Im  Grun­de war es die­ser Ripas­so, der den guten Val­po­li­cel­la ver­drängt hat. Sein Auf­stieg darf aber nicht dar­über hin­weg­täu­schen, dass nicht alle Wein­erzeu­ger des Anbau­ge­biets vom Ripasso-Verfahren über­zeugt sind. Die bei­den Top-Erzeuger der Zone, Roma­no Dal For­no und Giu­sep­pe Quin­tar­el­li, leh­nen das Ripasso-Verfahren ab. Sie ver­schnei­den lie­ber Ama­ro­ne und Val­po­li­cel­la direkt. Ande­re hal­ten es ähn­lich, auch Ca’Rugate. Durch das noch­ma­li­ge Ver­gä­ren kommt näm­lich der bereits fer­ti­ge, aber noch unge­schwe­fel­te und damit unge­schütz­te Val­po­li­cel­la mit Sau­er­stoff in Berüh­rung (Gär­he­fen brau­chen Sau­er­stoff).  Das macht, dass Ripasso-Weine oft etwas unfrisch, im wei­tes­ten Sin­ne oxi­diert schmecken.

Ca’Rugate berühmt für seinen Soave

Ca’Rugate ist ein mit­tel­gro­ßes Fami­li­en­wein­gut. Es liegt in der Soave-Zone und erzeugt etwa eine hal­be Mil­li­on Fla­schen. Bis vor zehn Jah­ren wur­de nur Weiß­wein pro­du­ziert. Auch heu­te lebt die Inha­ber­fa­mi­lie Tes­sa­ri noch haupt­säch­lich vom Soave. Schon ihr ein­fa­cher Soave legt Ehre für die­se einst stol­ze, heu­te etwas in Ver­ruf gera­te­ne Appel­la­ti­on ein, die von dem alber­nen Lugana-Hype über­rollt wor­den ist. Zwei ihrer bes­se­ren Weiß­wei­ne haben letz­te Woche gera­de die 3 Glä­ser vom wich­tigs­ten ita­lie­ni­schen Wein­füh­rer Gam­be­ro Rosso erhal­ten, die höchs­te Auszeichnung.

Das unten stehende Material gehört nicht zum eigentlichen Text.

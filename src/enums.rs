use std::fmt;
use std::path::Path;
use std::str::FromStr;

use serde::{Deserialize, Serialize};

use crate::volume_loader::ReadError;

#[derive(Clone, Copy, Debug, PartialEq, Eq)]
pub enum Orientation {
    Axial,
    Coronal,
    Sagittal,
}

impl FromStr for Orientation {
    type Err = String;

    fn from_str(s: &str) -> Result<Self, Self::Err> {
        match s.to_ascii_lowercase().as_str() {
            "axial" | "z" => Ok(Self::Axial),
            "coronal" | "y" => Ok(Self::Coronal),
            "sagittal" | "x" => Ok(Self::Sagittal),
            other => Err(format!("unknown orientation '{other}'")),
        }
    }
}

#[derive(Clone, Copy, Debug, Default, PartialEq, Eq)]
pub enum Interpolation {
    Linear,
    // TODO:
    // Cubic,
    #[default]
    None,
}

/// How a voxel budget is split between in-plane magnification and grouping
/// of slices along the slowest axis.
#[derive(Clone, Copy, Debug, Default, PartialEq, Eq, Hash, Serialize, Deserialize)]
#[serde(rename_all = "snake_case")]
pub enum DownsampleStrategy {
    /// Spread the reduction over all three axes. Consecutive slices are
    /// averaged into chunks so in-plane resolution stays as high as the
    /// budget allows.
    #[default]
    Isotropic,
    /// Keep every slice along z and reduce only in-plane. Used for
    /// acquisition data (projections), where each slice is one angle.
    PreserveSlices,
}

#[derive(Clone, Copy, Debug, Default, PartialEq, Eq, Hash, Serialize, Deserialize)]
#[serde(rename_all = "snake_case")]
pub enum StorageOrder {
    /// Row-major, last index fastest. Array shape is `(z, y, x)`.
    #[default]
    C,
    /// Column-major, first index fastest. Array shape is `(x, y, z)`.
    Fortran,
}

#[derive(Clone, Copy, Debug, Default, PartialEq, Eq, Hash, Serialize, Deserialize)]
#[serde(rename_all = "snake_case")]
pub enum ByteOrder {
    #[default]
    Little,
    Big,
}

impl ByteOrder {
    pub fn native() -> Self {
        if cfg!(target_endian = "big") {
            Self::Big
        } else {
            Self::Little
        }
    }

    pub fn is_big_endian(self) -> bool {
        matches!(self, Self::Big)
    }
}

#[derive(Clone, Copy, Debug, Default, PartialEq, Eq, Hash, Serialize, Deserialize)]
#[serde(rename_all = "snake_case")]
pub enum ElementType {
    I8,
    #[default]
    U8,
    I16,
    U16,
    I32,
    U32,
    F16,
    F32,
    F64,
}

impl ElementType {
    /// Size of one sample in bytes
    pub fn size(self) -> usize {
        match self {
            Self::I8 | Self::U8 => 1,
            Self::I16 | Self::U16 | Self::F16 => 2,
            Self::I32 | Self::U32 | Self::F32 => 4,
            Self::F64 => 8,
        }
    }

    pub fn bit_depth(self) -> u32 {
        self.size() as u32 * 8
    }

    pub fn is_float(self) -> bool {
        matches!(self, Self::F16 | Self::F32 | Self::F64)
    }

    /// NumPy-style dtype name, e.g. `uint16`
    pub fn name(self) -> &'static str {
        match self {
            Self::I8 => "int8",
            Self::U8 => "uint8",
            Self::I16 => "int16",
            Self::U16 => "uint16",
            Self::I32 => "int32",
            Self::U32 => "uint32",
            Self::F16 => "float16",
            Self::F32 => "float32",
            Self::F64 => "float64",
        }
    }
}

impl fmt::Display for ElementType {
    fn fmt(&self, f: &mut fmt::Formatter<'_>) -> fmt::Result {
        f.write_str(self.name())
    }
}

impl FromStr for ElementType {
    type Err = ReadError;

    /// Accepts dtype names (`uint16`) and single character type codes (`H`).
    fn from_str(s: &str) -> Result<Self, Self::Err> {
        let parsed = match s.trim() {
            "int8" | "i1" | "b" => Self::I8,
            "uint8" | "u1" | "B" => Self::U8,
            "int16" | "i2" | "h" => Self::I16,
            "uint16" | "u2" | "H" => Self::U16,
            "int32" | "i4" | "i" => Self::I32,
            "uint32" | "u4" | "I" => Self::U32,
            "float16" | "f2" | "e" => Self::F16,
            "float32" | "f4" | "f" | "F" => Self::F32,
            "float64" | "f8" | "d" | "D" => Self::F64,
            other => return Err(ReadError::UnknownElementType(other.to_string())),
        };
        Ok(parsed)
    }
}

#[derive(Clone, Copy, Debug, PartialEq, Eq, Hash, Serialize, Deserialize)]
#[serde(rename_all = "snake_case")]
pub enum FileFormat {
    Raw,
    Numpy,
    MetaImage,
    Tiff,
    Hdf5,
}

impl FileFormat {
    /// Guess the format from a file extension. Directories are TIFF stacks.
    pub fn detect(path: &Path) -> Option<Self> {
        if path.is_dir() {
            return Some(Self::Tiff);
        }
        let ext = path.extension()?.to_str()?.to_ascii_lowercase();
        match ext.as_str() {
            "raw" => Some(Self::Raw),
            "npy" => Some(Self::Numpy),
            "mhd" | "mha" => Some(Self::MetaImage),
            "tif" | "tiff" => Some(Self::Tiff),
            "h5" | "hdf5" | "nxs" => Some(Self::Hdf5),
            _ => None,
        }
    }
}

Zum Rot­wein kam Ca’Rugate erst vor gut zehn Jah­ren. Durch Erb­schaft fiel den Tes­sa­ri ein Wein­berg im Val­po­li­cel­la zu. 2001 erzeug­ten sie dort den ers­ten Ama­ro­ne, wenig spä­ter den ers­ten Cam­po Lavei. Zwar stel­len die Tes­sa­ri auch noch einen Ripas­so her, doch intern sind die Fami­li­en­mit­glie­der über­zeugt, dass eine Cuvée wie beim Cam­po Lavei die bes­se­re Alter­na­ti­ve ist: „Ein gro­ßer Wein für wenig Geld“, nennt ihn Miche­le Tes­sa­ri, der Öno­lo­ge. Recht hat er. Sogar erschre­ckend wenig Geld im Ver­gleich zu den Prei­sen für Lie­ge­stüh­le und Son­nen­schir­me am Gardasee.